I hope that my story will give us a better understanding of how sin can permeate into our choices, good/bad intentions. Like most Korean-Americans I grew up in a home where your value was measured by how well you can perform or achieve. I’m sure it wasn’t my parents’ intent, but I learned quickly that I was only loved and accepted when I did well in whatever I was doing, school, grades, sports, career, life. Love was always conditional to me. I grew up in the church, but this idea of a God who loves us UNconditionally, was very foreign to me.
I was raised with negative encouragement, so from an early age I always felt like I never measured up; I was always critical of myself. As an adult, that critical way of thinking actually made me a great worker because I was able to see how things didn’t work quickly and improve systems, and protocols. This ability to analyse and anticipate issues did bode well with my career in film production. However, little did I know, how my critical way of thinking, packaged with my sense of inadequacy, would haunt me throughout my life.
I served the church my whole life. I loved music so naturally I served as a worship leader for many years. Growing up in small churches, we were always faced with challenges, under-financed, new youth leaders coming and going due to all sorts of reasons, the whole church splitting, it was as if the Youth Group was always an afterthought to the Korean Ministry. You know those movies where a new Teacher came along to teach the young rebellious students, but because the students are so tight the teacher has to prove their worth? Yea, that’s what we felt like as youth group. Always these new pastors that really never “measured up," which enhanced the feeling of being an after thought and always set up for disappointment in our leaders.

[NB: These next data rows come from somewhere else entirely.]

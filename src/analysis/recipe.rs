//! Recipe comparisons: current vs. a baseline, and recipe vs. recipe

use std::collections::{BTreeMap, BTreeSet};

/// One baseline parameter: reference value and optional allowed range
#[derive(Debug, Clone, Default, PartialEq)]
pub struct BaselineParam {
    pub value: Option<f64>,
    pub min: Option<f64>,
    pub max: Option<f64>,
    pub unit: Option<String>,
}

#[derive(Debug, Clone, Copy, PartialEq, Eq)]
pub enum BaselineStatus {
    InRange,
    BelowMin,
    AboveMax,
    Missing,
}

impl std::fmt::Display for BaselineStatus {
    fn fmt(&self, f: &mut std::fmt::Formatter<'_>) -> std::fmt::Result {
        match self {
            BaselineStatus::InRange => write!(f, "in range"),
            BaselineStatus::BelowMin => write!(f, "below min"),
            BaselineStatus::AboveMax => write!(f, "above max"),
            BaselineStatus::Missing => write!(f, "not provided"),
        }
    }
}

#[derive(Debug, Clone, PartialEq)]
pub struct BaselineRow {
    pub parameter: String,
    pub baseline: BaselineParam,
    pub current: Option<f64>,
    /// current − baseline value
    pub deviation: Option<f64>,
    pub status: BaselineStatus,
}

/// Compare the current recipe with every baseline parameter
pub fn compare_to_baseline(
    baseline: &BTreeMap<String, BaselineParam>,
    current: &BTreeMap<String, f64>,
) -> Vec<BaselineRow> {
    baseline
        .iter()
        .map(|(parameter, param)| {
            let value = current.get(parameter).copied();
            let status = match value {
                None => BaselineStatus::Missing,
                Some(v) if param.min.is_some_and(|min| v < min) => BaselineStatus::BelowMin,
                Some(v) if param.max.is_some_and(|max| v > max) => BaselineStatus::AboveMax,
                Some(_) => BaselineStatus::InRange,
            };
            BaselineRow {
                parameter: parameter.clone(),
                baseline: param.clone(),
                current: value,
                deviation: value.zip(param.value).map(|(c, b)| c - b),
                status,
            }
        })
        .collect()
}

/// Parameters in the current recipe that the baseline does not define
pub fn extra_parameters<'a>(
    baseline: &BTreeMap<String, BaselineParam>,
    current: &'a BTreeMap<String, f64>,
) -> Vec<&'a str> {
    current
        .keys()
        .filter(|k| !baseline.contains_key(*k))
        .map(String::as_str)
        .collect()
}

#[derive(Debug, Clone, Copy, PartialEq, Eq)]
pub enum RecipeDiffStatus {
    /// Within tolerance, or no tolerance given
    Ok,
    Exceeds,
    /// Present in only one recipe
    Incomplete,
}

impl std::fmt::Display for RecipeDiffStatus {
    fn fmt(&self, f: &mut std::fmt::Formatter<'_>) -> std::fmt::Result {
        match self {
            RecipeDiffStatus::Ok => write!(f, "OK"),
            RecipeDiffStatus::Exceeds => write!(f, "exceeds tolerance"),
            RecipeDiffStatus::Incomplete => write!(f, "incomplete"),
        }
    }
}

#[derive(Debug, Clone, PartialEq)]
pub struct RecipeDiff {
    pub parameter: String,
    pub a: Option<f64>,
    pub b: Option<f64>,
    /// b − a
    pub diff: Option<f64>,
    /// (b − a) / a × 100, 0 when a is 0
    pub pct: Option<f64>,
    pub tolerance_pct: Option<f64>,
    pub status: RecipeDiffStatus,
}

/// Percent change from `from` to `to`; 0 when `from` is 0
pub fn pct_change(from: f64, to: f64) -> f64 {
    if from == 0.0 {
        0.0
    } else {
        (to - from) / from * 100.0
    }
}

/// Compare two recipes over the union of their parameters, sorted by name
pub fn compare_recipes(
    a: &BTreeMap<String, f64>,
    b: &BTreeMap<String, f64>,
    tolerance: &BTreeMap<String, f64>,
) -> Vec<RecipeDiff> {
    let params: BTreeSet<&String> = a.keys().chain(b.keys()).collect();
    params
        .into_iter()
        .map(|p| {
            let (av, bv) = (a.get(p).copied(), b.get(p).copied());
            let tolerance_pct = tolerance.get(p).copied();
            match (av, bv) {
                (Some(x), Some(y)) => {
                    let pct = pct_change(x, y);
                    let exceeds = tolerance_pct.is_some_and(|t| pct.abs() > t);
                    RecipeDiff {
                        parameter: p.clone(),
                        a: av,
                        b: bv,
                        diff: Some(y - x),
                        pct: Some(pct),
                        tolerance_pct,
                        status: if exceeds {
                            RecipeDiffStatus::Exceeds
                        } else {
                            RecipeDiffStatus::Ok
                        },
                    }
                }
                _ => RecipeDiff {
                    parameter: p.clone(),
                    a: av,
                    b: bv,
                    diff: None,
                    pct: None,
                    tolerance_pct,
                    status: RecipeDiffStatus::Incomplete,
                },
            }
        })
        .collect()
}

#[cfg(test)]
mod tests {
    use super::*;

    fn map(entries: &[(&str, f64)]) -> BTreeMap<String, f64> {
        entries.iter().map(|(k, v)| (k.to_string(), *v)).collect()
    }

    #[test]
    fn test_compare_to_baseline() {
        let mut baseline = BTreeMap::new();
        baseline.insert(
            "rf_power".to_string(),
            BaselineParam {
                value: Some(600.0),
                min: Some(550.0),
                max: Some(650.0),
                unit: Some("W".into()),
            },
        );
        baseline.insert(
            "pressure".to_string(),
            BaselineParam {
                value: Some(10.0),
                min: Some(8.0),
                max: Some(12.0),
                unit: None,
            },
        );
        baseline.insert("gas_flow".to_string(), BaselineParam::default());

        let current = map(&[("rf_power", 660.0), ("pressure", 9.5), ("bias", 100.0)]);
        let rows = compare_to_baseline(&baseline, &current);
        let by: BTreeMap<_, _> = rows.iter().map(|r| (r.parameter.as_str(), r)).collect();
        assert_eq!(by["rf_power"].status, BaselineStatus::AboveMax);
        assert_eq!(by["rf_power"].deviation, Some(60.0));
        assert_eq!(by["pressure"].status, BaselineStatus::InRange);
        assert_eq!(by["pressure"].deviation, Some(-0.5));
        assert_eq!(by["gas_flow"].status, BaselineStatus::Missing);
        assert_eq!(by["gas_flow"].deviation, None);
        assert_eq!(extra_parameters(&baseline, &current), vec!["bias"]);
    }

    #[test]
    fn test_compare_recipes() {
        let a = map(&[("rf_power", 600.0), ("pressure", 10.0), ("zero", 0.0)]);
        let b = map(&[("rf_power", 660.0), ("pressure", 10.2), ("zero", 5.0), ("bias", 1.0)]);
        let tol = map(&[("rf_power", 5.0), ("pressure", 5.0)]);
        let rows = compare_recipes(&a, &b, &tol);
        let names: Vec<&str> = rows.iter().map(|r| r.parameter.as_str()).collect();
        assert_eq!(names, vec!["bias", "pressure", "rf_power", "zero"]);

        assert_eq!(rows[0].status, RecipeDiffStatus::Incomplete);
        assert_eq!(rows[1].status, RecipeDiffStatus::Ok);
        assert_eq!(rows[2].status, RecipeDiffStatus::Exceeds);
        assert!((rows[2].pct.unwrap() - 10.0).abs() < 1e-9);
        assert_eq!(rows[3].pct, Some(0.0));
        assert_eq!(rows[3].status, RecipeDiffStatus::Ok);
    }

    #[test]
    fn test_pct_change() {
        assert_eq!(pct_change(0.0, 10.0), 0.0);
        assert!((pct_change(200.0, 150.0) + 25.0).abs() < 1e-12);
    }
}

At this point, I was the eldest member and therefore felt it was my responsibility to take care of the group. So with every new youth leader that came around I would volunteer myself to interrogate this new person, with disappointment already leaking from my tongue. There were many times where we wouldn't have a youth pastor and so I would give sermons on Sunday, at 17 years old, mind you. Needless to say there was always a cloud of frustration, because we never got the leader we deserved, someone who can love us and teach us who God was, someone to guide us and walk with us. It's like we were the ones left with scraps. Out of this sense of lack grew a strong desire to be part of a big “successful” church. To see great worship, a beautiful stage, a thriving body where people can find community, to be lead by a Pastor who cared, who saw me and desired for my spiritual growth the way that I did.
I didn’t find it.
So in my 20’s I left the church. Not God, but the church as an institution.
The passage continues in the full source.